There is a 99% chance you benefit from these organizations
My impression is that people increase their giving around the holidays for one of two reasons: The collective peer pressure and reminder finally reaches them, or, they have pressing tax reasons to knock themselves into a lower tax bracket. Regardless of your motivation, I humbly suggest these recipients based on my 20+ years of experience with Unix, the Internet and the open source community. Give as you please, but keep in mind that single-digit donations often cost organizations the same time and effort to process as larger ones. I learned this the hard way and kindly ask that you make double-digit or larger donations to your organization or project of choice, listed here or not.
This is a journal about BSD Unix and this suggestion should come as no surprise. What may not be obvious is that there is a 99% chance that you are using software from the BSD projects to read this web page. It could be through the routers that delivered it to you or, if you are a system administrator, projects like OpenSSH that you rely on every day. BSD Unix literally gave us the Internet and if you are concerned about it's continued growth and security, or open source as a whole, you can't go wrong supporting a BSD Foundation. They all cross-pollinate code and their copyrights allow you to use their code in your non-BSD project of choice. In alphabetical order:
Donate to DragonFly BSD, a volunteer effort
Donate to the FreeBSD Foundation, a US 501(c)(3) non-profit organization
Donate to the NetBSD Foundation, a US 501(c)(3) non-profit organization
Donate to the OpenBSD Foundation, a Canadian not-for-profit organization and the OpenBSD Project directly
Various BSD project hardware want lists also exist with the OpenBSD list standing out as the most up-to-date over the years.
Disclosure: I am a BSDCG board member.
In the sea of opinions about certifications, the BSD Certification is awesome: It is volunteer run, focuses on BSD Unix and only costs $75 US. Some certification programs are for-profit diploma mills or marketing machines. High certification costs also prevent people in less-privileged communities from using a certificate to demonstrate initiative and separate themselves from their peers. Spare me your "let them eat cake" attitude with a suggestion that they get an internship at a tech company. Those opportunities do not exist in most of the world. Has the BSDCG reached it potential? Hardly. We are volunteers and need your help.
I consider BSD Certification a best-kept secret.

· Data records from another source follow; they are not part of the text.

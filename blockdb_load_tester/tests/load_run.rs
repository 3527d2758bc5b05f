use blockdb_common::operations::{sample_operations, OperationKind};
use blockdb_load_tester::{build_client, run_load};
use reqwest::Url;
use std::net::TcpListener;
use std::time::Duration;
use warp::http::StatusCode;
use warp::Filter;

/// Starts a warp server on an ephemeral port and yields its base URL.
macro_rules! serve {
    ($filter:expr) => {{
        let (addr, server) = warp::serve($filter).bind_ephemeral(([127, 0, 0, 1], 0));
        tokio::spawn(server);
        Url::parse(&format!("http://{addr}/")).unwrap()
    }};
}

/// A URL nothing is listening on.
fn dead_url() -> Url {
    let listener = TcpListener::bind("127.0.0.1:0").unwrap();
    let addr = listener.local_addr().unwrap();
    drop(listener);
    Url::parse(&format!("http://{addr}/")).unwrap()
}

#[tokio::test]
async fn test_all_samples_succeed_against_dummy_servers() {
    let urls = vec![
        serve!(blockdb_dummy_server::routes()),
        serve!(blockdb_dummy_server::routes()),
        serve!(blockdb_dummy_server::routes()),
    ];
    let client = build_client(Some(Duration::from_secs(10))).unwrap();

    let report = run_load(&client, &urls, 30, &sample_operations())
        .await
        .unwrap();

    assert_eq!(90, report.total);
    assert_eq!(90, report.successful());
    assert!(report.error_indices.is_empty());
    assert!(report.none_indices.is_empty());
}

#[tokio::test]
async fn test_errors_and_missing_responses_are_indexed() {
    let failing_increase = warp::path!("increase")
        .map(|| warp::reply::with_status("nope", StatusCode::INTERNAL_SERVER_ERROR))
        .or(blockdb_dummy_server::routes());
    let urls = vec![serve!(failing_increase), dead_url()];
    let client = build_client(Some(Duration::from_secs(10))).unwrap();
    let operations = sample_operations();

    let report = run_load(&client, &urls, 20, &operations).await.unwrap();

    // Even indices go to the live server, odd ones to the dead one.
    let expected_errors: Vec<usize> = (0..40)
        .step_by(2)
        .filter(|i| operations[i % operations.len()].kind() == OperationKind::Increase)
        .collect();
    let expected_none: Vec<usize> = (1..40).step_by(2).collect();

    assert_eq!(40, report.total);
    assert_eq!(expected_errors, report.error_indices);
    assert_eq!(expected_none, report.none_indices);
    assert_eq!(40 - expected_errors.len() - 20, report.successful());
}

#[tokio::test]
async fn test_slow_server_times_out_as_no_response() {
    let slow = warp::any().and_then(|| async {
        tokio::time::sleep(Duration::from_secs(5)).await;
        Ok::<_, std::convert::Infallible>(warp::reply())
    });
    let urls = vec![serve!(slow)];
    let client = build_client(Some(Duration::from_millis(200))).unwrap();

    let report = run_load(&client, &urls, 3, &sample_operations())
        .await
        .unwrap();

    assert_eq!(vec![0, 1, 2], report.none_indices);
    assert_eq!(0, report.successful());
}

Donate to the BSD Certification Group, a US 501(c)(6) "trade association", though we applied for a (c)(3) designation
In BSD terms, there is the "base" Operating System and "ports" for third party software. If a piece of code isn't in the OS, I challenge it to find a better home than the Software Freedom Conservancy. That even goes for projects with foundations given how many foundations have come and gone. Developers suck at running foundations, for the most part. Conservancy's Karen Sandler and Bradley Kuhn are two of the most experienced people in the "FLOSS Foundations" space and represent the one successful reunion of Software Freedom Law Center alumni I know of. Karen and Bradley have put a LOT of thought into their cause if not excessively, but someone has to. As a lawyer, Karen literally has to think issues through and to engage the two of them is a delight, even if you don't agree with all of their positions. Either way, they are extremely-well thought out positions. For a taste of those positions you can listen to Karen and Bradley's Free as in Freedom show and are welcome to call Bradley out when he slips and says that BSD and ISC licenses let you "do whatever you want". You must include the copyright notice!

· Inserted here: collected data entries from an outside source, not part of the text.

//! Triangle and line rasterization into a [`Framebuffer`].
use crate::color::{lerp, saturating_add, scale};
use crate::framebuffer::Framebuffer;
use crate::geometry::Mesh;
use crate::math::{cross, viewport, Mat4, Vec2, Vec3, Vec4};
use crate::transform::project_vertex;

/// Supplies the three corner colors of a triangle, by its ordinal in the
/// index stream.
pub trait ColorSource {
    fn corner_colors(&self, triangle: usize) -> [u32; 3];
}

impl<F> ColorSource for F
where
    F: Fn(usize) -> [u32; 3],
{
    fn corner_colors(&self, triangle: usize) -> [u32; 3] {
        self(triangle)
    }
}

/// Deterministic pseudo-colors hashed from each corner's index-stream position.
#[derive(Debug, Clone, Copy, Default)]
pub struct HashedColors;

impl HashedColors {
    pub fn color_at(position: usize) -> u32 {
        (position as u32).wrapping_add(1000).wrapping_mul(409_020) & 0x00FF_FFFF
    }
}

impl ColorSource for HashedColors {
    fn corner_colors(&self, triangle: usize) -> [u32; 3] {
        let first = triangle * 3;
        [0, 1, 2].map(|corner| Self::color_at(first + corner))
    }
}

/// The same three corner colors for every triangle.
#[derive(Debug, Clone, Copy)]
pub struct SolidColors(pub [u32; 3]);

impl ColorSource for SolidColors {
    fn corner_colors(&self, _triangle: usize) -> [u32; 3] {
        self.0
    }
}

/// Inclusive pixel bounds of a triangle, clamped to the framebuffer.
#[derive(Debug, Clone, Copy, PartialEq, Eq)]
pub struct BoundingBox {
    pub x_min: i32,
    pub y_min: i32,
    pub x_max: i32,
    pub y_max: i32,
}

impl BoundingBox {
    /// `None` when the clamped box is empty or a corner is not finite.
    pub fn of_triangle(corners: &[Vec4; 3], width: usize, height: usize) -> Option<Self> {
        if corners.iter().any(|c| !c.x.is_finite() || !c.y.is_finite()) {
            return None;
        }
        let min_x = corners.iter().map(|c| c.x).fold(f32::INFINITY, f32::min);
        let max_x = corners.iter().map(|c| c.x).fold(f32::NEG_INFINITY, f32::max);
        let min_y = corners.iter().map(|c| c.y).fold(f32::INFINITY, f32::min);
        let max_y = corners.iter().map(|c| c.y).fold(f32::NEG_INFINITY, f32::max);

        let bbox = Self {
            x_min: (min_x.floor() as i32).max(0),
            y_min: (min_y.floor() as i32).max(0),
            x_max: (max_x.ceil() as i32).min(width as i32 - 1),
            y_max: (max_y.ceil() as i32).min(height as i32 - 1),
        };
        if bbox.x_min > bbox.x_max || bbox.y_min > bbox.y_max {
            return None;
        }
        Some(bbox)
    }
}

/// Barycentric weights of `p` in triangle `(a, b, c)`.
///
/// Any negative weight means `p` is outside. Triangles whose doubled area is
/// below one pixel report `(-1, 1, 1)`.
pub fn barycentric(a: Vec2, b: Vec2, c: Vec2, p: Vec2) -> Vec3 {
    let ex = Vec3::new(c.x - a.x, b.x - a.x, a.x - p.x);
    let ey = Vec3::new(c.y - a.y, b.y - a.y, a.y - p.y);
    let u = cross(&ex, &ey);

    if u.z.abs() < 1.0 {
        return Vec3::new(-1.0, 1.0, 1.0);
    }
    Vec3::new(1.0 - (u.x + u.y) / u.z, u.y / u.z, u.x / u.z)
}

/// Twice the signed screen-space area is below one pixel.
pub fn is_degenerate(corners: &[Vec4; 3]) -> bool {
    let [a, b, c] = corners;
    let area2 = (c.x - a.x) * (b.y - a.y) - (b.x - a.x) * (c.y - a.y);
    area2.is_nan() || area2.abs() < 1.0
}

/// Blend three corner colors with barycentric weights.
#[inline]
pub fn shade(colors: [u32; 3], weights: &Vec3) -> u32 {
    saturating_add(
        saturating_add(scale(colors[0], weights.x), scale(colors[1], weights.y)),
        scale(colors[2], weights.z),
    )
}

/// Depth-tested fill of one screen-space triangle. Returns the number of
/// pixels written.
pub fn fill_triangle(fb: &mut Framebuffer, corners: &[Vec4; 3], colors: [u32; 3]) -> usize {
    let Some(bbox) = BoundingBox::of_triangle(corners, fb.width(), fb.height()) else {
        return 0;
    };
    let [a, b, c] = corners.map(|v| v.xy());

    let mut written = 0;
    for y in bbox.y_min..=bbox.y_max {
        for x in bbox.x_min..=bbox.x_max {
            let w = barycentric(a, b, c, Vec2::new(x as f32, y as f32));
            if w.x < 0.0 || w.y < 0.0 || w.z < 0.0 {
                continue;
            }

            let depth = corners[0].z * w.x + corners[1].z * w.y + corners[2].z * w.z;
            if fb.test_and_set_depth(x, y, depth) {
                fb.set_pixel(x, y, shade(colors, &w));
                written += 1;
            }
        }
    }
    written
}

/// Per-frame counters from [`Rasterizer::render_mesh`].
#[derive(Debug, Clone, Copy, Default, PartialEq, Eq)]
pub struct FrameStats {
    pub triangles_rasterized: usize,
    pub triangles_skipped: usize,
    pub pixels_written: usize,
}

/// Fills triangles with colors from a [`ColorSource`].
#[derive(Debug, Clone, Default)]
pub struct Rasterizer<C = HashedColors> {
    colors: C,
}

impl<C: ColorSource> Rasterizer<C> {
    pub fn new(colors: C) -> Self {
        Self { colors }
    }

    pub fn color_source(&self) -> &C {
        &self.colors
    }

    /// Rasterize one screen-space triangle. Returns the number of pixels written.
    pub fn triangle(&self, fb: &mut Framebuffer, corners: &[Vec4; 3], triangle: usize) -> usize {
        fill_triangle(fb, corners, self.colors.corner_colors(triangle))
    }

    /// Project and rasterize every triangle of `mesh`.
    ///
    /// Vertices are divided by `w` before the viewport matrix is applied.
    /// Triangles with a vertex at `w == 0` or with no screen-space area are
    /// skipped.
    pub fn render_mesh(&self, fb: &mut Framebuffer, mesh: &Mesh, view_projection: &Mat4) -> FrameStats {
        let screen = viewport(0.0, 0.0, fb.width() as f32, fb.height() as f32);
        let mut stats = FrameStats::default();

        for (triangle, indices) in mesh.triangles().enumerate() {
            let projected = indices.map(|i| {
                mesh.vertices
                    .get(i as usize)
                    .and_then(|v| project_vertex(&v.position, view_projection, &screen))
            });
            let corners = match projected {
                [Some(a), Some(b), Some(c)] => [a, b, c],
                _ => {
                    log::trace!("skipping triangle {triangle}: vertex not projectable");
                    stats.triangles_skipped += 1;
                    continue;
                }
            };
            if is_degenerate(&corners) {
                log::trace!("skipping triangle {triangle}: zero screen area");
                stats.triangles_skipped += 1;
                continue;
            }

            stats.pixels_written += self.triangle(fb, &corners, triangle);
            stats.triangles_rasterized += 1;
        }
        stats
    }
}

/// Bresenham line with colors interpolated from `color0` to `color1`.
///
/// Both endpoints are drawn. No depth test: the line lands on top of whatever
/// is in the color buffer.
pub fn draw_line(
    fb: &mut Framebuffer,
    x0: i32,
    y0: i32,
    x1: i32,
    y1: i32,
    color0: u32,
    color1: u32,
) {
    let (mut x0, mut y0, mut x1, mut y1) = (x0 as i64, y0 as i64, x1 as i64, y1 as i64);
    let (mut color0, mut color1) = (color0, color1);

    let steep = (x0 - x1).abs() < (y0 - y1).abs();
    if steep {
        std::mem::swap(&mut x0, &mut y0);
        std::mem::swap(&mut x1, &mut y1);
    }
    if x0 > x1 {
        std::mem::swap(&mut x0, &mut x1);
        std::mem::swap(&mut y0, &mut y1);
        std::mem::swap(&mut color0, &mut color1);
    }

    let dx = x1 - x0;
    let derror2 = (y1 - y0).abs() * 2;
    let step = if y1 > y0 { 1 } else { -1 };
    let mut error2 = 0;
    let mut y = y0;
    for x in x0..=x1 {
        let t = if dx == 0 {
            0.0
        } else {
            (x - x0) as f32 / dx as f32
        };
        let color = lerp(color0, color1, t);
        if steep {
            fb.set_pixel(y as i32, x as i32, color);
        } else {
            fb.set_pixel(x as i32, y as i32, color);
        }
        error2 += derror2;
        if error2 > dx {
            y += step;
            error2 -= dx * 2;
        }
    }
}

Donate to the Software Freedom Conservancy, a US 501(c)(3) non-profit organization
Yes I know. On one level, the OSI is about as exciting a Metric System advocacy group. They define what qualifies as an "open source" license and everyone knows this was all adequately-solved over a decade ago by the FSF, Debian project and first incarnation of the OSI. What is less obvious is that the success of all things "open source" has also brought countless abuses of the term. The OSI has been busily reinventing itself and actively encouraging companies to pledge not to abuse the term "open source" and pressuring those that do. If this policing seems irreverent, keep in mind that many successful open source trademarks like the BSD Beastie and Tux the penguin have all had to fight attempts by companies to hijack them. To have "open source" corrupted or diluted would be devastating to everyone who has volunteered their time to the community.
Donate to the Open Source Initiative, a US 501(c)(3) non-profit organization
There you have it. This is my short list of organizations to support and I have donated to all of these this year short of the DragonFly BSD project and the NetBSD Foundation. I have also donated mirror space and various hardware to some of them over the years and encourage you to do the same.